Password Manager that allows syncing accross platforms [closed]

I use OS X, Linux, Solaris and windows for work and from home. There are good tools that allow me to manage the many logins/passwords required platform independently. But mostly they expect me to carry a thumb-drive around or require direct access to a central location (a sky drive in the cloud).

The thumb-drive is too easily lost (= synchronized backup needed), the central location not always reachable/ mountable. Besides company policy rightly prevents this often.

Is there a tool that allows me to add passwords locally and then syncs it's DB with the "mother-ship" later. Or is there another approach that you use, that solves my problem?

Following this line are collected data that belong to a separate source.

//! The shared socket facade: half-close tracking plus the arm-on-WouldBlock
//! retry discipline every socket type builds on.

use std::io;
use std::mem;
use std::os::unix::io::{AsRawFd, OwnedFd, RawFd};

use log::debug;

use crate::net::{interrupted, would_block};
use crate::sys::unix::syscall;
use crate::token::{Armed, Token};
use crate::{ArmError, Error, Event, Interest, RegistrationId, Selector};

/// Per-direction shutdown state. All bits are monotone; `closed` implies
/// both halves and that the registration was released.
#[derive(Clone, Copy, Default)]
struct HalfClose {
    read: bool,
    write: bool,
    closed: bool,
}

/// The registration capability as held between operations.
enum TokenSlot {
    Registering(Token<crate::token::Registering>),
    Armed(Token<Armed>),
    /// A dropped wait consumed the token. The registration is still ours;
    /// the next operation mints the armed capability again.
    Vacant,
}

/// A registered socket: selector handle, owned descriptor, capability and
/// half-close state. Move-only single owner.
pub(crate) struct Channel {
    selector: Selector,
    fd: Option<OwnedFd>,
    id: RegistrationId,
    token: TokenSlot,
    half_close: HalfClose,
}

impl Channel {
    /// Registers `fd` (already non-blocking) and wraps it.
    pub(crate) async fn register(
        selector: &Selector,
        fd: OwnedFd,
        interest: Interest,
    ) -> Result<Channel, Error> {
        let (id, token) = selector.register(fd.as_raw_fd(), interest).await?;
        Ok(Channel {
            selector: selector.clone(),
            fd: Some(fd),
            id,
            token: TokenSlot::Registering(token),
            half_close: HalfClose::default(),
        })
    }

    pub(crate) fn selector(&self) -> &Selector {
        &self.selector
    }

    pub(crate) fn fd(&self) -> Option<&OwnedFd> {
        self.fd.as_ref()
    }

    fn raw_fd(&self) -> Result<RawFd, Error> {
        self.fd
            .as_ref()
            .map(AsRawFd::as_raw_fd)
            .ok_or(Error::Internal("channel used after close"))
    }

    /// Takes the token, awaits readiness for `interest` and restores the
    /// token. Cancellation and timeouts restore it too; only shutdown
    /// forfeits it (the registration is gone by then).
    pub(crate) async fn await_ready(&mut self, interest: Interest) -> Result<Event, Error> {
        let arm = match mem::replace(&mut self.token, TokenSlot::Vacant) {
            TokenSlot::Registering(token) => self.selector.arm(token, interest),
            TokenSlot::Armed(token) => self.selector.arm(token, interest),
            TokenSlot::Vacant => self.selector.arm(Token::<Armed>::new(self.id), interest),
        };
        match arm.await {
            Ok((token, event)) => {
                self.token = TokenSlot::Armed(token);
                Ok(event)
            }
            Err(ArmError::Cancelled { token }) => {
                self.token = TokenSlot::Armed(token);
                Err(Error::Cancelled)
            }
            Err(ArmError::TimedOut { token }) => {
                self.token = TokenSlot::Armed(token);
                Err(Error::TimedOut)
            }
            Err(ArmError::ScopeMismatch { token }) => {
                self.token = TokenSlot::Armed(token);
                Err(Error::ScopeMismatch)
            }
            Err(err @ (ArmError::Shutdown | ArmError::Internal)) => Err(err.into()),
        }
    }

    /// Materializes an advisory error flag: fetches `SO_ERROR` and fails
    /// with it, unless the kernel reports nothing (or a spurious
    /// would-block), in which case the caller retries the syscall.
    pub(crate) fn check_error_event(&self, event: &Event) -> Result<(), Error> {
        if !event.is_error() {
            return Ok(());
        }
        match self.socket_error()? {
            None => {
                debug!("error flag without SO_ERROR on {:?}; retrying", self.id);
                Ok(())
            }
            Some(err) if would_block(&err) => Ok(()),
            Some(err) => Err(Error::Os(err)),
        }
    }

    /// `getsockopt(SO_ERROR)`, `None` when the kernel reports no error.
    pub(crate) fn socket_error(&self) -> Result<Option<io::Error>, Error> {
        let fd = self.raw_fd()?;
        let mut err: libc::c_int = 0;
        let mut len = mem::size_of::<libc::c_int>() as libc::socklen_t;
        syscall!(getsockopt(
            fd,
            libc::SOL_SOCKET,
            libc::SO_ERROR,
            &mut err as *mut _ as *mut libc::c_void,
            &mut len,
        ))
        .map_err(Error::Os)?;
        if err == 0 {
            Ok(None)
        } else {
            Ok(Some(io::Error::from_raw_os_error(err)))
        }
    }

    /// Reads into `buf`, returning 0 at EOF. Arms for readability on
    /// `WouldBlock`.
    pub(crate) async fn read(&mut self, buf: &mut [u8]) -> Result<usize, Error> {
        if buf.is_empty() {
            return Ok(0);
        }
        if self.half_close.read || self.half_close.closed {
            return Ok(0);
        }
        loop {
            let fd = self.raw_fd()?;
            match syscall!(read(fd, buf.as_mut_ptr() as *mut libc::c_void, buf.len())) {
                Ok(0) => {
                    self.half_close.read = true;
                    return Ok(0);
                }
                Ok(n) => return Ok(n as usize),
                Err(ref err) if would_block(err) => {
                    let event = self.await_ready(Interest::READABLE).await?;
                    self.check_error_event(&event)?;
                }
                Err(ref err) if interrupted(err) => continue,
                Err(err) => return Err(Error::Os(err)),
            }
        }
    }

    /// Writes from `buf`, returning the (possibly partial) count. Arms for
    /// writability on `WouldBlock`; a 0-byte result on a non-empty buffer is
    /// treated the same way rather than looped on.
    pub(crate) async fn write(&mut self, buf: &[u8]) -> Result<usize, Error> {
        if buf.is_empty() {
            return Ok(0);
        }
        if self.half_close.write || self.half_close.closed {
            return Err(Error::WriteClosed);
        }
        loop {
            let fd = self.raw_fd()?;
            match syscall!(write(fd, buf.as_ptr() as *const libc::c_void, buf.len())) {
                Ok(0) => {
                    let event = self.await_ready(Interest::WRITABLE).await?;
                    self.check_error_event(&event)?;
                }
                Ok(n) => return Ok(n as usize),
                Err(ref err) if would_block(err) => {
                    let event = self.await_ready(Interest::WRITABLE).await?;
                    self.check_error_event(&event)?;
                }
                Err(ref err) if interrupted(err) => continue,
                Err(err) => return Err(Error::Os(err)),
            }
        }
    }

    /// Writes the whole of `buf`.
    pub(crate) async fn write_all(&mut self, mut buf: &[u8]) -> Result<(), Error> {
        while !buf.is_empty() {
            let n = self.write(buf).await?;
            buf = &buf[n..];
        }
        Ok(())
    }

    /// Shuts down the read half. Idempotent.
    pub(crate) fn shutdown_read(&mut self) -> Result<(), Error> {
        if self.half_close.read || self.half_close.closed {
            return Ok(());
        }
        self.half_close.read = true;
        self.shutdown_syscall(libc::SHUT_RD)
    }

    /// Shuts down the write half. Idempotent; later writes fail typed.
    pub(crate) fn shutdown_write(&mut self) -> Result<(), Error> {
        if self.half_close.write || self.half_close.closed {
            return Ok(());
        }
        self.half_close.write = true;
        self.shutdown_syscall(libc::SHUT_WR)
    }

    fn shutdown_syscall(&self, how: libc::c_int) -> Result<(), Error> {
        let fd = self.raw_fd()?;
        match syscall!(shutdown(fd, how)) {
            Ok(_) => Ok(()),
            Err(err)
                if matches!(
                    err.raw_os_error(),
                    Some(libc::ENOTCONN) | Some(libc::EINVAL) | Some(libc::ENOTSOCK)
                ) =>
            {
                Ok(())
            }
            Err(err) => Err(Error::Os(err)),
        }
    }

    /// Closes the channel: deregisters with the selector, then closes the
    /// descriptor. Idempotent. Deregistration precedes `close(2)` so the
    /// kernel event table never sees a recycled descriptor.
    pub(crate) async fn close(&mut self) -> Result<(), Error> {
        if self.half_close.closed {
            return Ok(());
        }
        self.half_close = HalfClose {
            read: true,
            write: true,
            closed: true,
        };

        let result = match mem::replace(&mut self.token, TokenSlot::Vacant) {
            TokenSlot::Registering(token) => self.selector.deregister(token).await,
            TokenSlot::Armed(token) => self.selector.deregister(token).await,
            TokenSlot::Vacant => {
                self.selector
                    .deregister(Token::<Armed>::new(self.id))
                    .await
            }
        };
        // Dropping the descriptor performs `close(2)`; EBADF is swallowed.
        self.fd = None;

        match result {
            Ok(()) => Ok(()),
            // The selector is tearing everything down in bulk.
            Err(Error::ShutdownInProgress) => Ok(()),
            Err(err) => Err(err),
        }
    }
}

impl Drop for Channel {
    fn drop(&mut self) {
        // Closed channels already deregistered. Anything else leaves through
        // the orphan path so neither the table entry nor the kernel
        // registration outlives the descriptor.
        if self.fd.is_some() {
            self.selector.drop_registration(self.id);
        }
    }
}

EDIT My question is more about "synchronize" than cross platform. I've evaluated (=read feature list) some good cross platform tools, but need one that does the synchronizing for me. By synchronize I mean "merge two versions" not "replace (hopefully) old file with new." I'm not sure I'm always disciplined/awake enough to prevent data loss.

UPDATE 2010 Lifehacker just posted that AgileSolutions now have a beta version of 1Password for Windows.

UPDATE 2014 I've now been using 1Password on Windows/Os X/IOS for several years. It works for me, but it's not free/open.

You can look on http://Altenativeto.ne/1password for other tools with similar feature lists.


Try 1Password, there's a Mac and iPhone app available. Not cross platform, but if you have an iPhone then that will always be with you...


Have you looked at KeePass at all? I find it works beautifully for me. It supports syncing with a password file that's hosted online, plus there are many other add-ins for it.


Lastpass

Have you looked at Lastpass? It's amazing. There is no syncing required but it works just fine offline. They have support for Firefox via an add-in and support for other browsers via a Bookmarklet.

I have about 250 passwords stored in it and I can get to them from anywhere. They also support One Time Passwords should you need that level of security.


Joel Spolsky on his blog last year recommended Password Safe (Windows) and Password Gorilla (Mac and Linux) which can both read the same password file and were synced via Dropbox.

Dropbox will keep both files around in case of a conflict - in case that happens Password Gorilla will allow you to merge the two databases together.

Source: http://www.joelonsoftware.com/items/2008/09/11b.html


People are going to recommend you Keepass, 2.0 specifically. They are wrong, and you should listen to me instead. Keepass is not yet the tool you want:

  • It's built on .NET, so getting it to work with your combination of Windows, Linux and OSX is a pain.
  • It's written by a single developer, with no particular schedule or incentive to fix bugs.
  • It only synchronizes over FTP and HTTP, because it's hard work and "the database is encrypted anyways." Nevermind the insanity of deploying FTP in 2009. You can find a plugin to sync via SFTP and a few others, but for the next problem.
  • Every upgrade changes the version and breaks all your plugins. Even a minor rebuild. I think it has to do with authenticated assemblies, but I'm not a .net expert.
  • Nonstandard format. Ideally KeePass is a clever UI to some common algorithms. Our previous system was a GPG file, which wasn't great for usability, but worked no matter the scenario. With KeePass, if KeePass is broke, you're hosed.
  • The sync is a lie. You will test it on your box, and it will appear to work. Then someone tries something you didn't and discover some changes won't propagate, like say moving an entry from one folder to another. This report was marked "missing feature, notabug".

What I recommend instead is choosing among the many formats and systems that handle everything you need except sync; even Keepass 1.x fits this bill. Then set up an SVN repo; there's no way you're changing it so often to need conflicting changes. If you screw up, you'll at least have a revision history to fall back on.